__Data to process__:
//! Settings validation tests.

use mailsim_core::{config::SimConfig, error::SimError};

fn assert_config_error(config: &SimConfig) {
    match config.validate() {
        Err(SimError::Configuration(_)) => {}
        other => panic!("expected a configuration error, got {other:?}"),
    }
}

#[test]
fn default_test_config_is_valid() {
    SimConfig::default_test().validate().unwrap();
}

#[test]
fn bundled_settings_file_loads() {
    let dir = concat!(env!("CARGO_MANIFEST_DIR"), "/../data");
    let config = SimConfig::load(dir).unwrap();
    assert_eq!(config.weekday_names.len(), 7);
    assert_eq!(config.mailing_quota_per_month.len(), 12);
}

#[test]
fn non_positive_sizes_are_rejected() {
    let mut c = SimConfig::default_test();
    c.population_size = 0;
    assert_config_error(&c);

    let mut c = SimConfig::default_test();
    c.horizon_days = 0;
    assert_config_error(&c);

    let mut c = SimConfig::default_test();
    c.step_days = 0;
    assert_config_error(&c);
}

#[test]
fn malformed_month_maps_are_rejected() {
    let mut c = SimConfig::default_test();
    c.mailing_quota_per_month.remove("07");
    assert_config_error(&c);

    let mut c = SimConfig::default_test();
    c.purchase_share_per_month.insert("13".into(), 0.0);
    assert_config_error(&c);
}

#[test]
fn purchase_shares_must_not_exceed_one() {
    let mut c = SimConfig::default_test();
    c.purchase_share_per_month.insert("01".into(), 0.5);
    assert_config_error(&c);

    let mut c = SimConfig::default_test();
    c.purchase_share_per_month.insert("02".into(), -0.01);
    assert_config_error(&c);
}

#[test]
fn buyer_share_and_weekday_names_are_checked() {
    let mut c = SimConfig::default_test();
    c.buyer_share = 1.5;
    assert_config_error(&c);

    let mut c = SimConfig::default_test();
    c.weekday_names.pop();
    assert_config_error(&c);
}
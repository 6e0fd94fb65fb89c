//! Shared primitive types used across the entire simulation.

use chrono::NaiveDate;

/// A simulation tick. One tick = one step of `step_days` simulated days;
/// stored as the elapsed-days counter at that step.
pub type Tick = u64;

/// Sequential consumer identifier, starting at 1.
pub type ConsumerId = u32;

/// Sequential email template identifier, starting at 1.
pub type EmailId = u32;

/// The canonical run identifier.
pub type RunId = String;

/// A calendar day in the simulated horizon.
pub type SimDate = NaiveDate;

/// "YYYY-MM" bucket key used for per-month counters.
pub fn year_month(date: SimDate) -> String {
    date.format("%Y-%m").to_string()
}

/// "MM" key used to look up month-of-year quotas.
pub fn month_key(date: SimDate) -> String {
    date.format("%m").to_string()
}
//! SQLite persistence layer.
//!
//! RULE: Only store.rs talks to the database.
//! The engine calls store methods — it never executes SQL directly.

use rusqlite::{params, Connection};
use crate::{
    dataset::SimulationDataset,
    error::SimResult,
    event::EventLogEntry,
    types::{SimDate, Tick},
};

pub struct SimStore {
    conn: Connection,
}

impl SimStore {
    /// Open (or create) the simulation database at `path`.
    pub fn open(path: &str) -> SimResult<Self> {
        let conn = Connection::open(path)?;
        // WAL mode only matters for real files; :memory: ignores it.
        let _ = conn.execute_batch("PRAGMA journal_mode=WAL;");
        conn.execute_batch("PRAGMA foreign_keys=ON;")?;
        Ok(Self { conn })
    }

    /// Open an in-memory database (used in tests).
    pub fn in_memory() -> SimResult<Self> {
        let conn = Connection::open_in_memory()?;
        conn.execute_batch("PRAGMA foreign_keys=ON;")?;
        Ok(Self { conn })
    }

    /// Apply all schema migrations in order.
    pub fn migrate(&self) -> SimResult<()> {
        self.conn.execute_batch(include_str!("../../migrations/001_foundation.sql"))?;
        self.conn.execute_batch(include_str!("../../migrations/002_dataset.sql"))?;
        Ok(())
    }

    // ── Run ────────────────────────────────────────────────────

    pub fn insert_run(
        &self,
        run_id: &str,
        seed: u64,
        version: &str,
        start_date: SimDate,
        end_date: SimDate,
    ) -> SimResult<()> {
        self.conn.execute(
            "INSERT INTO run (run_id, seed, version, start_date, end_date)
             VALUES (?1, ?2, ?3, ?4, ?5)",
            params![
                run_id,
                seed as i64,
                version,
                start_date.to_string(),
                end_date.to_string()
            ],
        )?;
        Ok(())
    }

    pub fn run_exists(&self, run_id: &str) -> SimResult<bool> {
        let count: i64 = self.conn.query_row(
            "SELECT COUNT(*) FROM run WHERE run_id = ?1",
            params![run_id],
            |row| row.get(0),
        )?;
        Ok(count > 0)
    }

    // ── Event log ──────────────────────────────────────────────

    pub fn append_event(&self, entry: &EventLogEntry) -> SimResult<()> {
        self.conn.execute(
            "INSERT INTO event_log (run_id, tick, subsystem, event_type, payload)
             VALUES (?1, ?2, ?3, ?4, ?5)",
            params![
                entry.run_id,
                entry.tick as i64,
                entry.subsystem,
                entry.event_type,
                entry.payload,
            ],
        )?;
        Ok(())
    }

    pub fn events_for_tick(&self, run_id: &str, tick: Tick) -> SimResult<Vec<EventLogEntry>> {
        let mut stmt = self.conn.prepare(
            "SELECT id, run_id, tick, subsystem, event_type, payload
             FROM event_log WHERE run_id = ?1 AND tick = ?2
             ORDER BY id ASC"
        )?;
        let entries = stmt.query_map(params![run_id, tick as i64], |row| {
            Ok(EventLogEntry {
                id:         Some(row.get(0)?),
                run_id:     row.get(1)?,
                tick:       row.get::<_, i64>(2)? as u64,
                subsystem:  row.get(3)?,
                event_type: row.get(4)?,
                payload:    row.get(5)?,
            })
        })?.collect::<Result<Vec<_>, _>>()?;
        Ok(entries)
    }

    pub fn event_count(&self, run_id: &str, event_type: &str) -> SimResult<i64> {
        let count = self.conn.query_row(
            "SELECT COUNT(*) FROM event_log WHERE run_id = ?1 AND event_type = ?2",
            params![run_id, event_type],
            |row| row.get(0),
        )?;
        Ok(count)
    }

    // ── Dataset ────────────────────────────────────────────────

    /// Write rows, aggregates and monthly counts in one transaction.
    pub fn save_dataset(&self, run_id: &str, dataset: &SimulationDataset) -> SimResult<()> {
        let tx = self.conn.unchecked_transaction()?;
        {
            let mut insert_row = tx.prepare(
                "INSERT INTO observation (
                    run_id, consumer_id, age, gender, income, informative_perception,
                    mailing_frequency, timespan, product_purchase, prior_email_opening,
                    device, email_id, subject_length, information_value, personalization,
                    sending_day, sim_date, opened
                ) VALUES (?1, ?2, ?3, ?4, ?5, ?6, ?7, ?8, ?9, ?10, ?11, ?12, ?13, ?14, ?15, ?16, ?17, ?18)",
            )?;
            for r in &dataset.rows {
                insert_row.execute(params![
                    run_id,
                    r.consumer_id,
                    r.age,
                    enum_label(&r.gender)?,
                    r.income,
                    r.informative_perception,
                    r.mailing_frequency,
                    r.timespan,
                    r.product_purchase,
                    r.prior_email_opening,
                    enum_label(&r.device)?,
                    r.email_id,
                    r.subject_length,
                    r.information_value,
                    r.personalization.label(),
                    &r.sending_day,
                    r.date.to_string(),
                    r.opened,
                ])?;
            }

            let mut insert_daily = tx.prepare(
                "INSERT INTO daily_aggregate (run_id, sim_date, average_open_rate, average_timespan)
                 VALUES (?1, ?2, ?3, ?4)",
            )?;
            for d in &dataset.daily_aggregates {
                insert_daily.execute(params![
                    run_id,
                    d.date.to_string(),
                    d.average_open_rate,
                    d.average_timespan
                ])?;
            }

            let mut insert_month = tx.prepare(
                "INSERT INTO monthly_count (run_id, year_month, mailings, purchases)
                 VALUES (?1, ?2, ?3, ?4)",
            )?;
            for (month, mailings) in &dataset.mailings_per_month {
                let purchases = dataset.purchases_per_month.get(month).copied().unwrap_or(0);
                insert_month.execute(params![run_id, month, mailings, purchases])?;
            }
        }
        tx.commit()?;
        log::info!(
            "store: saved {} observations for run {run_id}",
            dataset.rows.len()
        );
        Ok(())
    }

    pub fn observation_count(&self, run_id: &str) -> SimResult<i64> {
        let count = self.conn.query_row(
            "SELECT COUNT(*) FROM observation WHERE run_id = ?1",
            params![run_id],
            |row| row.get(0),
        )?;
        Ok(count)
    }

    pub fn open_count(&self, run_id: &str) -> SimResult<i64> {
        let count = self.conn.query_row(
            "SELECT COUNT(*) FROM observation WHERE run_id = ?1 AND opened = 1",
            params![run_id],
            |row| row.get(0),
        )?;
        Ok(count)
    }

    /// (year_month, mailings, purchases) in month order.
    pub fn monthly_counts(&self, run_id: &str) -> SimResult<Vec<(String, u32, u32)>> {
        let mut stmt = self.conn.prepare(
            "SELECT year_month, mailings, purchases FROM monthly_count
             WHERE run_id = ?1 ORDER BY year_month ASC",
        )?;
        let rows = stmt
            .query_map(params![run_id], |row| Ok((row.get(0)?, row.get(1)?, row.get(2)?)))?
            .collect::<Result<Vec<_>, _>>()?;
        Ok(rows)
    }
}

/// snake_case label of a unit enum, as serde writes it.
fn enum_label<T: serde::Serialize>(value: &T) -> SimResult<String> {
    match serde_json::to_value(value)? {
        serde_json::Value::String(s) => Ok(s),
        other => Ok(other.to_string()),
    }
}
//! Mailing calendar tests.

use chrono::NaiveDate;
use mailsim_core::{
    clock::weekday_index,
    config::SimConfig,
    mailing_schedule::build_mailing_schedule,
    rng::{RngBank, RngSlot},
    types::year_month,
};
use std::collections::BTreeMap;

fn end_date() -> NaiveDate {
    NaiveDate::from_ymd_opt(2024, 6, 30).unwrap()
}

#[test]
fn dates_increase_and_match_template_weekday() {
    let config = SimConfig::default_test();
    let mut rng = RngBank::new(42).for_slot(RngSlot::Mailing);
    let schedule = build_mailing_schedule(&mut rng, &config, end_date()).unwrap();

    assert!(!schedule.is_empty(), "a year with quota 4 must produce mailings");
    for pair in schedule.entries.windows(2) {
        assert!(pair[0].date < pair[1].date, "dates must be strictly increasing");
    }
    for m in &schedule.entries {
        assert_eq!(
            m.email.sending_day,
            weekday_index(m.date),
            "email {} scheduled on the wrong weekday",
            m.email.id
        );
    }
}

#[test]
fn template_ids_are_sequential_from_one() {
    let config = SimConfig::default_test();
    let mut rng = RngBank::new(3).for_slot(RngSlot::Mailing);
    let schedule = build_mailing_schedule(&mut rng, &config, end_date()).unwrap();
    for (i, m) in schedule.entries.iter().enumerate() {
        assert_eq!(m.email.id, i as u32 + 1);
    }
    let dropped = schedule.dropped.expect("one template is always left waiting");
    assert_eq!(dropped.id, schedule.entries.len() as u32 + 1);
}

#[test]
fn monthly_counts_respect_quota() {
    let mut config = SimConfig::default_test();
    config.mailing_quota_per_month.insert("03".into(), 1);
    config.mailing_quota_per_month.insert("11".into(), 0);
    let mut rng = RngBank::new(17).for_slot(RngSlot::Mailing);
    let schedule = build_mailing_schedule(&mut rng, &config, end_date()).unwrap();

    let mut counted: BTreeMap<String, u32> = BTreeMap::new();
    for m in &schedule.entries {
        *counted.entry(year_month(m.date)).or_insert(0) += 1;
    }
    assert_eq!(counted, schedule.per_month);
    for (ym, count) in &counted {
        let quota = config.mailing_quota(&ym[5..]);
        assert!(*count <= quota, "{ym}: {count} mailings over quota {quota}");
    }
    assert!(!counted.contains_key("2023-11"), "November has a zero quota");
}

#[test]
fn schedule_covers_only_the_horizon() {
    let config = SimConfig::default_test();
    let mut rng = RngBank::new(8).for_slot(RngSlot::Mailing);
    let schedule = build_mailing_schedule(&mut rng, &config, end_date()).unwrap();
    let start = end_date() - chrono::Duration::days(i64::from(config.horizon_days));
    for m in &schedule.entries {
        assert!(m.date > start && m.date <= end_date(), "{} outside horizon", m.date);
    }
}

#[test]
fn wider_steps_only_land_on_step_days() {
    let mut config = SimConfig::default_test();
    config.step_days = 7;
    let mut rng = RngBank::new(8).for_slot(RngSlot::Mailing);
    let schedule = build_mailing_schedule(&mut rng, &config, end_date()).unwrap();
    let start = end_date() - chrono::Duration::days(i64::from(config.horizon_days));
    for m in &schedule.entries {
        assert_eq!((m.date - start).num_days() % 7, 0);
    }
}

__Aim of the task__:
Please reply with an exact copy of the lines above, starting at the first and ending at the line that holds "assert_eq!(config.weekday_names.len(), 7);".

__Answer for the task__:
//! Settings validation tests.

use mailsim_core::{config::SimConfig, error::SimError};

fn assert_config_error(config: &SimConfig) {
    match config.validate() {
        Err(SimError::Configuration(_)) => {}
        other => panic!("expected a configuration error, got {other:?}"),
    }
}

#[test]
fn default_test_config_is_valid() {
    SimConfig::default_test().validate().unwrap();
}

#[test]
fn bundled_settings_file_loads() {
    let dir = concat!(env!("CARGO_MANIFEST_DIR"), "/../data");
    let config = SimConfig::load(dir).unwrap();
    assert_eq!(config.weekday_names.len(), 7);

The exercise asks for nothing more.